The second house is a greater rate than you could imagine. In addition to the purchase price, you will need to consider maintenance, security or caretaker, utilities, real estate taxes, furniture, travel expenses and other items. You may also need to pay fees for the association or assessment. And if you are going to rent a property, you will most likely need to pay for advertising, and possibly the head of the property.
In addition, insurance can be a serious & # 39; oznym consumption. Property insurance for second homes often cost more than the main residence, and can be more difficult to obtain. The larger the house will be vacant, the higher you can usually count on the contributions. Insurers may also want to pay more if you plan to rent a property. In areas where there may be a flood or hurricane, flood insurance is usually necessary to add separately.
When considering how you will finance housing, remember that the mortgage is usually more expensive than primary mortgages, because banks tend to believe that they are taking on more risk. Lenders may look at the applicant's income and not on the total assets, which could strengthen the approval of pensioners or those nearing retirement. Some buyers are planning to take loans under the equity at the main residence for the financing of other houses, but it puts your main home in the risk.
Deciding to & # 39 is a holiday home buying practical, evaluate all of these costs to get an idea of the balance cost of the property. If you plan to keep the property primarily for personal use, divide the cost by the number of days you plan to visit, so you can know whether the lease can stay at home or in the hotel financially intelligent.
Some people find a holiday home profitable means for selecting the money or use it for your personal enjoyment and to generate income.
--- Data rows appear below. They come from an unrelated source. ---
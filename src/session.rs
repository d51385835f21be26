use std::{fs, path::PathBuf};

use chrono::{DateTime, Duration, Utc};

use crate::{context::Context, error::Error, utils};

/// Remaining lifetime below which a session is treated as already expired
///
/// Leaves enough headroom for the wrapped command to finish before the
/// credentials actually lapse
pub const EXPIRY_MARGIN_SECS: i64 = 300;

/// A set of temporary credentials
///
/// Identity and environment sessions share this shape; the slot they are
/// persisted in is what distinguishes them
#[derive(Clone, Debug, PartialEq)]
pub struct CredentialSession {
  pub access_key_id: String,
  pub secret_access_key: String,
  pub session_token: String,
  pub expiration: DateTime<Utc>,
}

impl CredentialSession {
  /// Whether the session can still be used at `now`
  ///
  /// Requires all fields to be populated and more than the safety margin
  /// remaining before expiry. Wall-clock comparison; operator clock skew
  /// is an accepted risk
  pub fn is_valid_at(&self, now: DateTime<Utc>) -> bool {
    !self.access_key_id.is_empty()
      && !self.secret_access_key.is_empty()
      && !self.session_token.is_empty()
      && self.expiration - now > Duration::seconds(EXPIRY_MARGIN_SECS)
  }

  /// The four credential fields as environment variables for a wrapped command
  pub fn env_vars(&self) -> Vec<(&'static str, String)> {
    vec![
      ("AWS_ACCESS_KEY_ID", self.access_key_id.clone()),
      ("AWS_SECRET_ACCESS_KEY", self.secret_access_key.clone()),
      ("AWS_SESSION_TOKEN", self.session_token.clone()),
      ("AWS_EXPIRATION", self.expiration.to_rfc3339()),
    ]
  }

  /// Render the session as a sourceable script of `export` assignments
  pub fn to_exports(&self) -> String {
    self
      .env_vars()
      .iter()
      .map(|(key, value)| format!("export {key}={value}\n"))
      .collect()
  }

  /// Parse a session back out of its `export` script form
  ///
  /// Lines that are not one of the four expected assignments are ignored;
  /// a missing assignment makes the whole file unusable
  pub fn from_exports(contents: &str) -> Option<Self> {
    let mut access_key_id = None;
    let mut secret_access_key = None;
    let mut session_token = None;
    let mut expiration = None;

    for line in contents.lines() {
      let Some(assignment) = line.strip_prefix("export ") else {
        continue;
      };
      let Some((key, value)) = assignment.split_once('=') else {
        continue;
      };
      match key {
        "AWS_ACCESS_KEY_ID" => access_key_id = Some(value.to_string()),
        "AWS_SECRET_ACCESS_KEY" => secret_access_key = Some(value.to_string()),
        "AWS_SESSION_TOKEN" => session_token = Some(value.to_string()),
        "AWS_EXPIRATION" => {
          expiration = DateTime::parse_from_rfc3339(value)
            .ok()
            .map(|timestamp| timestamp.with_timezone(&Utc))
        }
        _ => {}
      }
    }

    Some(Self {
      access_key_id: access_key_id?,
      secret_access_key: secret_access_key?,
      session_token: session_token?,
      expiration: expiration?,
    })
  }
}

/// Where a session is persisted
///
/// The identity session has a single slot; environment sessions have one
/// slot per context
#[derive(Copy, Clone, Debug, PartialEq, Eq, Hash)]
pub enum SessionSlot {
  Identity,
  Environment(Context),
}

impl SessionSlot {
  fn file_name(&self) -> String {
    match self {
      SessionSlot::Identity => "session-gds.sh".to_string(),
      SessionSlot::Environment(context) => format!("session-govuk-{context}.sh"),
    }
  }
}

/// Persistence seam for cached sessions
///
/// Trait wrapper to support testing with an in-memory store
pub trait SessionStore {
  fn get(&self, slot: SessionSlot) -> Result<Option<CredentialSession>, Error>;
  fn put(&mut self, slot: SessionSlot, session: &CredentialSession) -> Result<(), Error>;
}

/// Session store backed by small export scripts in the state directory
pub struct FileSessionStore {
  dir: PathBuf,
}

impl FileSessionStore {
  pub fn new<P: Into<PathBuf>>(dir: P) -> Self {
    Self { dir: dir.into() }
  }

  fn path(&self, slot: SessionSlot) -> PathBuf {
    self.dir.join(slot.file_name())
  }
}

impl SessionStore for FileSessionStore {
  fn get(&self, slot: SessionSlot) -> Result<Option<CredentialSession>, Error> {
    let path = self.path(slot);
    if !path.exists() {
      return Ok(None);
    }

    // an incomplete or unreadable file is bypassed, not deleted
    let contents = fs::read_to_string(&path)?;
    Ok(CredentialSession::from_exports(&contents))
  }

  fn put(&mut self, slot: SessionSlot, session: &CredentialSession) -> Result<(), Error> {
    fs::create_dir_all(&self.dir)?;
    utils::write_file(session.to_exports().as_bytes(), self.path(slot), 0o600)
  }
}

#[cfg(test)]
mod tests {
  use chrono::TimeZone;
  use rstest::rstest;
  use tempfile::TempDir;

  use super::*;

  fn session(expiration: DateTime<Utc>) -> CredentialSession {
    CredentialSession {
      access_key_id: "ASIAXXEXAMPLE".to_string(),
      secret_access_key: "wJalrXUtnFEMI/K7MDENG".to_string(),
      session_token: "FwoGZXIvYXdzEBY".to_string(),
      expiration,
    }
  }

  #[rstest]
  #[case(3600, true)]
  #[case(301, true)]
  #[case(300, false)]
  #[case(200, false)]
  #[case(0, false)]
  #[case(-60, false)]
  fn it_applies_the_expiry_margin(#[case] remaining_secs: i64, #[case] valid: bool) {
    let now = Utc::now();
    let session = session(now + Duration::seconds(remaining_secs));
    assert_eq!(session.is_valid_at(now), valid);
  }

  #[test]
  fn it_treats_an_empty_field_as_invalid() {
    let now = Utc::now();
    let mut session = session(now + Duration::seconds(3600));
    session.session_token = String::new();
    assert!(!session.is_valid_at(now));
  }

  #[test]
  fn it_round_trips_the_export_format() {
    let expiration = Utc.with_ymd_and_hms(2026, 8, 25, 12, 0, 0).unwrap();
    let session = session(expiration);
    let parsed = CredentialSession::from_exports(&session.to_exports()).unwrap();
    assert_eq!(parsed, session);
  }

  #[test]
  fn it_parses_exports_in_any_order_and_skips_other_lines() {
    let contents = "# written by govukctl\n\
                    export AWS_EXPIRATION=2026-08-25T12:00:00+00:00\n\
                    export AWS_SESSION_TOKEN=FwoGZXIvYXdzEBY\n\
                    unset SOMETHING_ELSE\n\
                    export AWS_SECRET_ACCESS_KEY=wJalrXUtnFEMI/K7MDENG\n\
                    export AWS_ACCESS_KEY_ID=ASIAXXEXAMPLE\n";

    let parsed = CredentialSession::from_exports(contents).unwrap();
    assert_eq!(parsed.access_key_id, "ASIAXXEXAMPLE");
    assert_eq!(parsed.expiration, Utc.with_ymd_and_hms(2026, 8, 25, 12, 0, 0).unwrap());
  }

  #[rstest]
  #[case("export AWS_ACCESS_KEY_ID=a\nexport AWS_SECRET_ACCESS_KEY=b\nexport AWS_SESSION_TOKEN=c\n")]
  #[case("export AWS_ACCESS_KEY_ID=a\nexport AWS_EXPIRATION=2026-08-25T12:00:00Z\n")]
  #[case("export AWS_ACCESS_KEY_ID=a\nexport AWS_SECRET_ACCESS_KEY=b\nexport AWS_SESSION_TOKEN=c\nexport AWS_EXPIRATION=not-a-timestamp\n")]
  #[case("")]
  fn it_rejects_incomplete_export_files(#[case] contents: &str) {
    assert_eq!(CredentialSession::from_exports(contents), None);
  }

  #[test]
  fn it_persists_sessions_to_per_slot_files() {
    let dir = TempDir::new().unwrap();
    let mut store = FileSessionStore::new(dir.path());
    let identity = session(Utc.with_ymd_and_hms(2026, 8, 25, 12, 0, 0).unwrap());
    let environment = session(Utc.with_ymd_and_hms(2026, 8, 25, 13, 0, 0).unwrap());

    store.put(SessionSlot::Identity, &identity).unwrap();
    store
      .put(SessionSlot::Environment(Context::Staging), &environment)
      .unwrap();

    assert!(dir.path().join("session-gds.sh").exists());
    assert!(dir.path().join("session-govuk-staging.sh").exists());
    assert_eq!(store.get(SessionSlot::Identity).unwrap(), Some(identity));
    assert_eq!(
      store.get(SessionSlot::Environment(Context::Staging)).unwrap(),
      Some(environment)
    );
    assert_eq!(store.get(SessionSlot::Environment(Context::Ci)).unwrap(), None);
  }

  #[test]
  fn it_bypasses_unparseable_session_files() {
    let dir = TempDir::new().unwrap();
    fs::write(dir.path().join("session-gds.sh"), "not a session\n").unwrap();

    let store = FileSessionStore::new(dir.path());
    assert_eq!(store.get(SessionSlot::Identity).unwrap(), None);
  }

  #[test]
  fn it_fully_overwrites_a_slot_on_refresh() {
    let dir = TempDir::new().unwrap();
    let mut store = FileSessionStore::new(dir.path());

    let mut stale = session(Utc.with_ymd_and_hms(2026, 8, 25, 12, 0, 0).unwrap());
    stale.session_token = "a-very-long-stale-token-that-should-not-survive".to_string();
    store.put(SessionSlot::Identity, &stale).unwrap();

    let fresh = session(Utc.with_ymd_and_hms(2026, 8, 25, 20, 0, 0).unwrap());
    store.put(SessionSlot::Identity, &fresh).unwrap();

    let contents = fs::read_to_string(dir.path().join("session-gds.sh")).unwrap();
    assert!(!contents.contains("stale-token"));
    assert_eq!(store.get(SessionSlot::Identity).unwrap(), Some(fresh));
  }

  #[cfg(unix)]
  #[test]
  fn it_restricts_session_file_permissions() {
    use std::os::unix::fs::PermissionsExt;

    let dir = TempDir::new().unwrap();
    let mut store = FileSessionStore::new(dir.path());
    let session = session(Utc.with_ymd_and_hms(2026, 8, 25, 12, 0, 0).unwrap());
    store.put(SessionSlot::Identity, &session).unwrap();

    let mode = fs::metadata(dir.path().join("session-gds.sh"))
      .unwrap()
      .permissions()
      .mode();
    assert_eq!(mode & 0o777, 0o600);
  }
}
However, the calculation of income from rent to profit may not always be realistic after expenses. In great demand, such as at a ski resort or a desirable beach, your chances are a little better, especially if your property is in a three-hour drive from the large metropolitan center. But the fact remains that even though 25 percent of homeowners say that they intend to rent their second home, only 15 per cent. Those who make it advantageous to form an even smaller group.
Perhaps the most important financial factor to the & # 39 is the tax effect of the second house. The main factor that affects your personal tax situation for a holiday home, with a & # 39 is the intended use of the property. Will your second home used only by you, your friends and your family & # 39; I? Or virtually to rent it out to others who are looking for a place to rest? Specific tax rules for the rental of your holiday home can help control this decision.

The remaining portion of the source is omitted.